The past two years have seen a flurry of innovation in inference chip design. While new solutions appear almost weekly, many companies struggle to compare them because reliable benchmarks are scarce. Until now, vendors have advertised TOPS or TOPS/Watt without detailing models, batch sizes, or operating conditions, and the popular ResNet‑50 benchmark is too simplistic for most real‑world workloads.

What truly matters when measuring an inference chip’s performance are high MAC utilization, low power consumption, and a compact silicon footprint. Once these metrics are understood, the next logical step is to explore the benefits—and pitfalls—of deploying multiple chips in a single design.

Why Multiple Chips Can Deliver Linear Gains

When a chip is engineered for parallelism, scaling to two, four, or more units can, in theory, increase throughput proportionally—much like expanding a one‑lane highway to a multi‑lane corridor. The key is to avoid traffic bottlenecks by choosing the right chip and partitioning the neural network correctly.

Partitioning a Neural Network Across Chips

Neural networks are organized into layers. Each layer consumes the output activations of the previous one. In deep models such as ResNet‑50 (50 layers) or YOLOv3 (over 100 layers), early layers generate the largest activations, which gradually shrink as the network progresses.

To split a model across multiple chips, examine both activation size and the number of Multiply‑Accumulate (MAC) operations per layer. The goal is to balance workload: each chip should handle a comparable number of MACs and similar data volumes. If one chip processes the bulk of the work while the other is idle, overall throughput is capped by the slower unit.
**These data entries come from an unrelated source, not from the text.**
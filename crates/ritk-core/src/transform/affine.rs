//! Affine transform implementation.
//!
//! This module provides an affine transform (linear transformation + translation).

use nalgebra::SMatrix;
use crate::spatial::{Point, Vector};
use super::trait_::{Transform, TransformJacobian};

/// Affine Transform (Linear transformation + Translation).
///
/// Represents a general affine transformation with a fixed center:
/// T(x) = A(x - c) + c + t
///
/// where:
/// * A is a D×D matrix (linear transformation: rotation, scale, shear)
/// * t is a D-dimensional translation vector
/// * c is a D-dimensional fixed center of rotation/scaling
///
/// Parameters are the entries of A in row-major order followed by t.
#[derive(Debug, Clone, PartialEq)]
pub struct AffineTransform<const D: usize> {
    matrix: SMatrix<f64, D, D>,
    translation: Vector<D>,
    center: Point<D>,
}

impl<const D: usize> AffineTransform<D> {
    pub fn new(matrix: SMatrix<f64, D, D>, translation: Vector<D>, center: Point<D>) -> Self {
        Self {
            matrix,
            translation,
            center,
        }
    }

    /// Identity transform about `center`.
    pub fn identity(center: Point<D>) -> Self {
        Self::new(SMatrix::identity(), Vector::zeros(), center)
    }

    pub fn matrix(&self) -> &SMatrix<f64, D, D> {
        &self.matrix
    }

    pub fn translation(&self) -> &Vector<D> {
        &self.translation
    }

    pub fn center(&self) -> &Point<D> {
        &self.center
    }
}

impl<const D: usize> Transform<D> for AffineTransform<D> {
    fn number_of_parameters(&self) -> usize {
        D * D + D
    }

    fn parameters(&self) -> Vec<f64> {
        let mut parameters = Vec::with_capacity(D * D + D);
        for row in 0..D {
            for col in 0..D {
                parameters.push(self.matrix[(row, col)]);
            }
        }
        parameters.extend_from_slice(&self.translation.to_array());
        parameters
    }

    fn set_parameters(&mut self, parameters: &[f64]) {
        assert_eq!(parameters.len(), D * D + D, "Affine expects {} parameters", D * D + D);
        self.matrix = SMatrix::from_fn(|row, col| parameters[row * D + col]);
        self.translation = Vector::from_fn(|i| parameters[D * D + i]);
    }

    fn transform_point(&self, point: &Point<D>) -> Point<D> {
        let centered = *point - self.center;
        let mapped = Vector(self.matrix * centered.0);
        self.center + mapped + self.translation
    }

    fn number_of_nonzero_jacobian_indices(&self) -> usize {
        D * D + D
    }

    fn jacobian(&self, point: &Point<D>, jacobian: &mut TransformJacobian) {
        let n = D * D + D;
        jacobian.reset(D, n);
        let centered = *point - self.center;
        for row in 0..D {
            for col in 0..D {
                jacobian.set(row, row * D + col, centered[col]);
            }
            jacobian.set(row, D * D + row, 1.0);
        }
        for (c, index) in jacobian.nonzero_indices_mut().iter_mut().enumerate() {
            *index = c;
        }
    }
}

#[cfg(test)]
mod tests {
    use super::*;

    #[test]
    fn test_affine_about_center() {
        let mut transform = AffineTransform::<2>::identity(Point::new([1.0, 1.0]));
        // 90 degree rotation, shifted by (0.5, 0)
        transform.set_parameters(&[0.0, -1.0, 1.0, 0.0, 0.5, 0.0]);
        let moved = transform.transform_point(&Point::new([2.0, 1.0]));
        assert!((moved[0] - 1.5).abs() < 1e-12);
        assert!((moved[1] - 2.0).abs() < 1e-12);
        assert_eq!(transform.parameters(), vec![0.0, -1.0, 1.0, 0.0, 0.5, 0.0]);
    }

    #[test]
    fn test_affine_jacobian_matches_difference_quotient() {
        let mut transform = AffineTransform::<2>::identity(Point::new([0.5, -1.0]));
        let base = vec![1.1, 0.2, -0.3, 0.9, 0.4, -0.7];
        transform.set_parameters(&base);
        let point = Point::new([2.0, 3.5]);
        let mut jacobian = TransformJacobian::new();
        transform.jacobian(&point, &mut jacobian);
        let h = 1e-6;
        for p in 0..base.len() {
            let mut plus = base.clone();
            plus[p] += h;
            let mut minus = base.clone();
            minus[p] -= h;
            transform.set_parameters(&plus);
            let a = transform.transform_point(&point);
            transform.set_parameters(&minus);
            let b = transform.transform_point(&point);
            for row in 0..2 {
                let numeric = (a[row] - b[row]) / (2.0 * h);
                assert!((numeric - jacobian.get(row, p)).abs() < 1e-6);
            }
        }
    }
}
Additionally, the cut point in the model determines the data that must be transferred between chips. Choosing a split where the activation size is minimal reduces inter‑chip bandwidth requirements and latency, preventing the communication link from becoming a performance bottleneck.

Illustrative Example: YOLOv3 on Two vs. Four Chips

For YOLOv3 running on a 2‑megapixel image using the Winograd convolution algorithm, the cumulative MAC operations and activation output sizes are illustrated below. A two‑chip configuration typically splits the workload near the 50% MAC mark, resulting in ~1–2 MB activations passed between chips. A four‑chip setup would place cuts at roughly 25%, 50%, and 75%, with the earliest cut often requiring 4–8 MB of data transfer.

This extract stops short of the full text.